• A
  • A
  • A
  • ABC
  • ABC
  • ABC
  • А
  • А
  • А
  • А
  • А
Regular version of the site

Seminars

The Lab helds invited talks on NLP, Recommender Systems, Data Mining, and related topics twice a month. For more details see the Russian page.

 

Seminar Automatic Processing and Analysis of Texts & rdquo; dedicated to various processing tasks (tokenization, recovery segmentation, part-of-speech markup and syntactic parsing) and textual information parsing (extraction tasks information, construction and use of knowledge graphs, construction of question-answer systems, text classification, etc.).

Online Seminar "Entropy Approach in Topical Modeling"
Date: 5 November 2020
Speakers:  Sergey Koltsov , Leading Researcher, Laboratory of Social and Cognitive Informatics, Associate Professor, Department of Mathematics, & nbsp;
Vera Ignatenko, Researcher, Laboratory of Social and Cognitive Informatics, Associate Professor, Department of Mathematics. .
Annotation: The report will consider the possibilities of using deformed entropies (Renyi, Tsallis, Sharma-Mittal entropies) to analyze the behavior of a number of thematic models (TM ). The report describes an approach to the analysis of the dependence of TM on the number of topics based on ideas from statistical physics. Within the framework of this approach, a collection of documents and words is considered in the form of a mesoscopic information system, the state of which is described by deformed entropies, and the behavior of the information system is determined by the number of clusters / topics. Thematic modeling is considered as a procedure for ordering information systems. Proceeding from this, the problem of choosing the optimal number of topics can be reduced to the problem of finding the minimum free energy or the minimum of the nonequilibrium Renyi / Tsallis entropy, and the search for semantic stability can be determined using the Sharma-Mittal entropy. Within the framework of this report, it will be shown how you can organize the setting of hyper-parameters of thematic models in terms of entropy, as with the help of enumeration of hyper & ndash; parameters on the grid, and using renormalization procedures. The procedure for renormalizing topic models can significantly speed up the application of the entropy approach from a computational point of view, which is extremely important when working with big data. This paper will also consider the possibility of applying the entropy approach to hierarchical thematic models, and discuss the limitations of this approach. In addition, the report will present the results of calculations of such thematic models as PLSA, VLDA (Blay), LDA (Gibbs sampling), GLDA (Gibbs sampling), BigARTM; results of application of renormalization procedures, as well as results of calculations of several hierarchical thematic models (HPAM, HLDA, hARTM).

Online Seminar "
Machine Reading Comprehension and Russian Language"

Date: September 17, 2020
Speakers: Pavel Efimov earned his Master degree in Computer Science at Saint Petersburg State University. Now he is a PhD student at ITMO University. & Nbsp;
Annotation: First, I will briefly survey machine reading comprehension (RC) and its flavors, as well as methods and datasets used to leverage the task. Then I will focus on RC datasets for non-English languages. & Nbsp; I will pay special attention to Russian RC dataset & mdash; Sberbank Question Answering Dataset (SberQuAD). SberQuAD has been widely used since its inception in 2017, but it hasn't been described and analyzed properly in the literature until recently. In my presentation, I will provide a thorough analysis of SberQuAD and report several baselines.
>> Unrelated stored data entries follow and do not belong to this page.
//! Checkout from catalog to confirmation against a mock API.

#![allow(clippy::unwrap_used)]

use mangaverse_core::{PaymentMethod, UserId, UserRole};
use mangaverse_integration_tests::{TestContext, cart_product, product_json, shipping_form};
use mangaverse_storefront::api::types::PaypalCapture;
use mangaverse_storefront::checkout::CheckoutStep;
use mangaverse_storefront::shell::{NoticeLevel, Route};
use mangaverse_storefront::stores::{AuthStore, Session, UserProfile};
use serde_json::json;
use wiremock::matchers::{body_partial_json, header, method, path};
use wiremock::{Mock, ResponseTemplate};

fn sign_in(auth: &mut AuthStore) {
    auth.establish(Session::new(
        UserProfile {
            id: UserId::new("u-tenma"),
            name: "Kenzo Tenma".into(),
            email: "tenma@eisler.de".into(),
            role: UserRole::User,
        },
        "tok-tenma",
    ));
}

async fn stock_catalog(ctx: &TestContext, expected_fetches: u64) {
    Mock::given(method("GET"))
        .and(path("/api/products"))
        .respond_with(ResponseTemplate::new(200).set_body_json(json!([
            product_json("m1", "Monster 1", 14.99, 3),
            product_json("m2", "Pluto 1", 12.50, 5),
        ])))
        .expect(expected_fetches)
        .mount(&ctx.server)
        .await;
}

#[tokio::test]
async fn test_cash_on_delivery_order_clears_persisted_cart() {
    let ctx = TestContext::new().await;
    stock_catalog(&ctx, 2).await;
    Mock::given(method("POST"))
        .and(path("/api/orders"))
        .and(header("authorization", "Bearer tok-tenma"))
        .and(body_partial_json(json!({
            "orderItems": [
                {"productId": "m1", "name": "Monster 1", "quantity": 2, "price": 14.99},
                {"productId": "m2", "name": "Pluto 1", "quantity": 1, "price": 12.5}
            ],
            "shippingAddress": {"fullName": "Kenzo Tenma", "country": "Germany"},
            "paymentMethod": "cod",
            "totalAmount": 42.48
        })))
        .respond_with(
            ResponseTemplate::new(201).set_body_json(json!({"success": true, "order": {"_id": "o-100"}})),
        )
        .expect(1)
        .mount(&ctx.server)
        .await;

    let catalog = ctx.catalog();
    let products = catalog.list_products().await.unwrap();
    catalog.list_products().await.unwrap();
    let mut cart = ctx.cart();
    catalog.add_to_cart(&mut cart, &products[0]);
    catalog.add_to_cart(&mut cart, &products[0]);
    catalog.add_to_cart(&mut cart, &products[1]);
    assert!(catalog.proceed_to_checkout(&cart));

    let mut auth = ctx.auth();
    sign_in(&mut auth);

    let mut flow = ctx.checkout();
    assert!(flow.guard(&cart));
    *flow.shipping_form_mut() = shipping_form();
    assert_eq!(flow.next().unwrap(), CheckoutStep::Payment);
    flow.select_payment_method(PaymentMethod::CashOnDelivery);
    assert_eq!(flow.next().unwrap(), CheckoutStep::Review);

    let order_id = flow.submit(&mut cart, &auth).await.unwrap();
    assert_eq!(order_id.as_str(), "o-100");
    assert!(flow.order_placed());
    assert!(cart.is_empty());
    assert!(ctx.cart().is_empty());
    assert_eq!(ctx.shell.last_route(), Some(Route::OrderConfirmation(order_id)));
    assert!(
        ctx.shell
            .messages(NoticeLevel::Success)
            .contains(&"Order created successfully!".to_owned())
    );

    // Placing the order drops the cached listing.
    catalog.list_products().await.unwrap();
}

#[tokio::test]
async fn test_refused_order_keeps_cart_and_review_step() {
    let ctx = TestContext::new().await;
    stock_catalog(&ctx, 1).await;
    Mock::given(method("POST"))
        .and(path("/api/orders"))
        .respond_with(ResponseTemplate::new(400).set_body_json(json!({"message": "Out of stock"})))
        .mount(&ctx.server)
        .await;

    let catalog = ctx.catalog();
    let products = catalog.list_products().await.unwrap();
    let mut cart = ctx.cart();
    catalog.add_to_cart(&mut cart, &products[0]);
    let mut auth = ctx.auth();
    sign_in(&mut auth);

    let mut flow = ctx.checkout();
    *flow.shipping_form_mut() = shipping_form();
    flow.next().unwrap();
    flow.select_payment_method(PaymentMethod::CashOnDelivery);
    flow.next().unwrap();

    assert!(flow.submit(&mut cart, &auth).await.is_err());
    assert_eq!(flow.step(), CheckoutStep::Review);
    assert!(!flow.order_placed());
    assert_eq!(ctx.cart().total_items(), 1);
    assert_eq!(
        ctx.shell.messages(NoticeLevel::Error),
        vec!["Operation Failed: Out of stock"]
    );
}

#[tokio::test]
async fn test_mpesa_order_sends_stk_push() {
    let ctx = TestContext::new().await;
    Mock::given(method("POST"))
        .and(path("/api/orders"))
        .and(body_partial_json(json!({"paymentMethod": "mpesa"})))
        .respond_with(
            ResponseTemplate::new(201).set_body_json(json!({"success": true, "order": {"_id": "o-mp"}})),
        )
        .mount(&ctx.server)
        .await;
    Mock::given(method("POST"))
        .and(path("/api/mpesa/stk-push"))
        .and(body_partial_json(json!({
            "phoneNumber": "254712345678",
            "amount": 14.99,
            "orderId": "o-mp",
            "description": "MangaVerse - Order: o-mp"
        })))
        .respond_with(ResponseTemplate::new(200).set_body_json(json!({
            "response": {"ResponseCode": "0", "CustomerMessage": "Success. Request accepted for processing"}
        })))
        .expect(1)
        .mount(&ctx.server)
        .await;

    let mut cart = ctx.cart();
    cart.add_to_cart(cart_product("m1", "Monster 1", 1499));
    let mut auth = ctx.auth();
    sign_in(&mut auth);

    let mut flow = ctx.checkout();
    *flow.shipping_form_mut() = shipping_form();
    flow.next().unwrap();
    flow.select_payment_method(PaymentMethod::Mpesa);
    flow.payment_form_mut().mpesa_phone = "254712345678".into();
    flow.next().unwrap();

    flow.submit(&mut cart, &auth).await.unwrap();
    assert!(cart.is_empty());
    assert!(
        ctx.shell
            .messages(NoticeLevel::Success)
            .contains(&"M-Pesa STK Push sent! Check your phone to complete payment.".to_owned())
    );
}

#[tokio::test]
async fn test_paypal_capture_becomes_order() {
    let ctx = TestContext::new().await;
    Mock::given(method("POST"))
        .and(path("/api/orders"))
        .and(body_partial_json(json!({
            "paymentMethod": "paypal",
            "paymentResult": {"id": "CAP-9", "status": "COMPLETED"}
        })))
        .respond_with(
            ResponseTemplate::new(201).set_body_json(json!({"success": true, "order": {"_id": "o-pp"}})),
        )
        .expect(1)
        .mount(&ctx.server)
        .await;

    let mut cart = ctx.cart();
    cart.add_to_cart(cart_product("m2", "Pluto 1", 1250));
    let mut auth = ctx.auth();
    sign_in(&mut auth);

    let mut flow = ctx.checkout();
    *flow.shipping_form_mut() = shipping_form();
    flow.next().unwrap();
    flow.select_payment_method(PaymentMethod::PayPal);

    // The Next button defers to the PayPal widget.
    assert_eq!(flow.next().unwrap(), CheckoutStep::Payment);
    assert_eq!(flow.paypal_purchase_unit(&cart).amount.value, "12.50");

    let capture = PaypalCapture {
        id: "CAP-9".into(),
        status: "COMPLETED".into(),
        update_time: "2025-06-01T12:00:00Z".into(),
        email_address: None,
    };
    let order_id = flow.approve_paypal(capture, &mut cart, &auth).await.unwrap();
    assert_eq!(order_id.as_str(), "o-pp");
    assert!(ctx.cart().is_empty());
}

#[tokio::test]
async fn test_signed_out_checkout_is_sent_to_login() {
    let ctx = TestContext::new().await;
    let mut cart = ctx.cart();
    cart.add_to_cart(cart_product("m1", "Monster 1", 1499));

    let mut flow = ctx.checkout();
    *flow.shipping_form_mut() = shipping_form();
    flow.next().unwrap();
    flow.select_payment_method(PaymentMethod::CashOnDelivery);
    flow.next().unwrap();

    assert!(flow.submit(&mut cart, &ctx.auth()).await.is_err());
    assert_eq!(ctx.shell.last_route(), Some(Route::Login));
    assert_eq!(ctx.cart().total_items(), 1);
    assert!(ctx.server.received_requests().await.unwrap().is_empty());
}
Online Seminar "RussianSuperGLUE"

Date: September 3, 2020
Presenter: Alena Fenogenova. Chief specialist NLP R & amp; D, CDS office, Sberbank
Annotation:
This talk presented a large benchmark for evaluating language models & ndash; Russian Sup


 

Have you spotted a typo?
Highlight it, click Ctrl+Enter and send us a message. Thank you for your help!
To be used only for spelling or punctuation mistakes.